Though a house may be old or outdated, it could still have “good bones” — a phrase that’s often used to indicate a high level of quality and craftsmanship under the surface. And if you’re in the market for a home — especially one that you plan to renovate — knowing how to identify when a home has good bones (or not!) can mean the difference between a smart purchase decision and a money pit.

To find out what homebuyers should look out for when sussing out a potential fixer-upper, I asked home renovation expert and Legrand brand ambassador, Chip Wade

Check out the condition of the foundational elements

The roof and foundation are the most important parts of any home. These are the things that should stand the test of time (and will cost a pretty penny if they don’t). “If the roof is in poor repair, it could be a sign of more hidden damage inside that can cascade all the way through to the foundation,” says Wade.

He also recommends investigating the property for structural decay. “This means looking at the foundation and framing in any exposed areas for termite and water damage. You can also check all the window sashes for decay. Flashing details above the windows are one of the biggest culprits in water leaks.”

Layout is key if you’re planning to renovate

“The way the home is built, number of floors, and size of rooms can affect how expensive it will be to change the layout,” says Wade. “Typically ranch-style homes are the most cost-effective if you want to open up the floor plans.”  

In addition, homebuyers should pay special attention to the placement of the bathrooms and kitchen, as it can be challenging to move plumbing and electrical infrastructure. 

Ask the right questions

Of course, there’s only so much you can tell about a home by looking at it. That’s why it’s important to ask questions. “The age in which the home was built or renovated can give you insight into some of the materials that were used and possible recalls or shortcomings,” says Wade. For instance, older buildings constructed before the 1980s might contain asbestos in the cement, drywall, plaster, roofing, and paint. 

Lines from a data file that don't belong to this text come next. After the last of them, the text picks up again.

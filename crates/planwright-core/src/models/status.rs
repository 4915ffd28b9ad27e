//! Lifecycle status of a package plan.

use std::str::FromStr;

use serde::{Deserialize, Serialize};

/// Type-safe enumeration of plan lifecycle statuses.
///
/// Status is independent of the `enabled` flag: a plan can be published and
/// still switched off in the list view.
#[derive(Debug, Clone, Copy, Serialize, Deserialize, PartialEq, Eq, Default)]
pub enum PlanStatus {
    /// Plan is still being worked on
    #[default]
    Draft,

    /// Plan has been released to sales
    Published,
}

impl FromStr for PlanStatus {
    type Err = String;

    fn from_str(s: &str) -> Result<Self, Self::Err> {
        match s.to_lowercase().as_str() {
            "draft" => Ok(PlanStatus::Draft),
            "published" => Ok(PlanStatus::Published),
            _ => Err(format!("Invalid plan status: {s}")),
        }
    }
}

impl PlanStatus {
    /// Canonical string representation.
    pub fn as_str(&self) -> &'static str {
        match self {
            PlanStatus::Draft => "Draft",
            PlanStatus::Published => "Published",
        }
    }
}
//! Filter types for the plan list view.

use std::str::FromStr;

use serde::{Deserialize, Serialize};

use super::PackagePlan;

/// Tri-state filter on the `enabled` flag.
#[derive(Debug, Clone, Copy, PartialEq, Eq, Default, Serialize, Deserialize)]
#[serde(rename_all = "lowercase")]
pub enum EnabledFilter {
    /// Show every plan
    #[default]
    All,

    /// Only plans currently switched on
    Enabled,

    /// Only plans currently switched off
    Disabled,
}

impl EnabledFilter {
    pub fn as_str(&self) -> &'static str {
        match self {
            EnabledFilter::All => "all",
            EnabledFilter::Enabled => "enabled",
            EnabledFilter::Disabled => "disabled",
        }
    }

    pub fn accepts(&self, enabled: bool) -> bool {
        match self {
            EnabledFilter::All => true,
            EnabledFilter::Enabled => enabled,
            EnabledFilter::Disabled => !enabled,
        }
    }
}

impl FromStr for EnabledFilter {
    type Err = String;

    fn from_str(s: &str) -> Result<Self, Self::Err> {
        match s.to_lowercase().as_str() {
            "all" => Ok(EnabledFilter::All),
            "enabled" => Ok(EnabledFilter::Enabled),
            "disabled" => Ok(EnabledFilter::Disabled),
            _ => Err(format!("Invalid enabled filter: {s}")),
        }
    }
}

/// Filter options for listing plans.
#[derive(Debug, Clone, Default)]
pub struct PlanFilter {
    /// Filter by enabled flag
    pub enabled: EnabledFilter,

    /// Filter by plan name (case-insensitive partial match)
    pub name_contains: Option<String>,
}

impl PlanFilter {
    /// Whether `plan` passes every configured predicate.
    ///
    /// # Examples
    ///
    /// ```rust
    /// use jiff::Timestamp;
    /// use planwright_core::models::{EnabledFilter, PackagePlan, PlanFilter, PlanStatus};
    ///
    /// let plan = PackagePlan {
    ///     id: "plan-1".to_string(),
    ///     name: "Starter Trial".to_string(),
    ///     description: "Thirty free days".to_string(),
    ///     status: PlanStatus::Draft,
    ///     enabled: false,
    ///     package_details: Default::default(),
    ///     checkpoints: vec![],
    ///     scoring_prompt: None,
    ///     created_at: Timestamp::UNIX_EPOCH,
    ///     updated_at: Timestamp::UNIX_EPOCH,
    /// };
    ///
    /// let filter = PlanFilter {
    ///     enabled: EnabledFilter::Disabled,
    ///     name_contains: Some("TRIAL".to_string()),
    /// };
    /// assert!(filter.matches(&plan));
    ///
    /// let enabled_only = PlanFilter {
    ///     enabled: EnabledFilter::Enabled,
    ///     ..filter
    /// };
    /// assert!(!enabled_only.matches(&plan));
    /// ```
    pub fn matches(&self, plan: &PackagePlan) -> bool {
        if !self.enabled.accepts(plan.enabled) {
            return false;
        }

        match self.name_contains.as_deref().map(str::trim) {
            Some(needle) if !needle.is_empty() => plan
                .name
                .to_lowercase()
                .contains(&needle.to_lowercase()),
            _ => true,
        }
    }
}

impl From<&crate::params::ListPlans> for PlanFilter {
    fn from(params: &crate::params::ListPlans) -> Self {
        Self {
            enabled: params.status,
            name_contains: params.search.clone(),
        }
    }
}
//! Saved package plan.

use jiff::Timestamp;
use serde::{Deserialize, Serialize};

use super::{Checkpoint, PackageDetails, PlanStatus};

/// A package plan as held by the plan store.
#[derive(Debug, Clone, Serialize, Deserialize, PartialEq)]
#[serde(rename_all = "camelCase")]
pub struct PackagePlan {
    /// Unique identifier, assigned at first save and never changed
    pub id: String,

    pub name: String,

    pub description: String,

    /// Lifecycle status (draft or published)
    #[serde(default)]
    pub status: PlanStatus,

    /// Whether the plan is offered; independent of status
    #[serde(default)]
    pub enabled: bool,

    #[serde(default)]
    pub package_details: PackageDetails,

    /// Evaluation rubric in insertion order
    #[serde(default)]
    pub checkpoints: Vec<Checkpoint>,

    #[serde(default, skip_serializing_if = "Option::is_none")]
    pub scoring_prompt: Option<String>,

    /// Timestamp when the plan was first saved (UTC)
    #[serde(default = "Timestamp::now")]
    pub created_at: Timestamp,

    /// Timestamp of the last full save (UTC)
    #[serde(default = "Timestamp::now")]
    pub updated_at: Timestamp,
}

Buyers should also ask about the home’s mechanical systems and whether things like air conditioning, ventilation, and water and electrical systems are updated and in working order. 

Bring in a professional

“Similar to our human bodies, a house can have its own hidden forms of osteoporosis that aren’t always so obvious. While there are some basic checkpoints to look for, it is very much advised to bring in a professional to review and inspect the house,” says Wade. He recommends bringing in a home inspector, as well as a licensed electrician prior to making a financial commitment. “In most municipalities, any permitted work will require you to bring your entire electrical system up to code. This can be very costly if it catches you off guard.”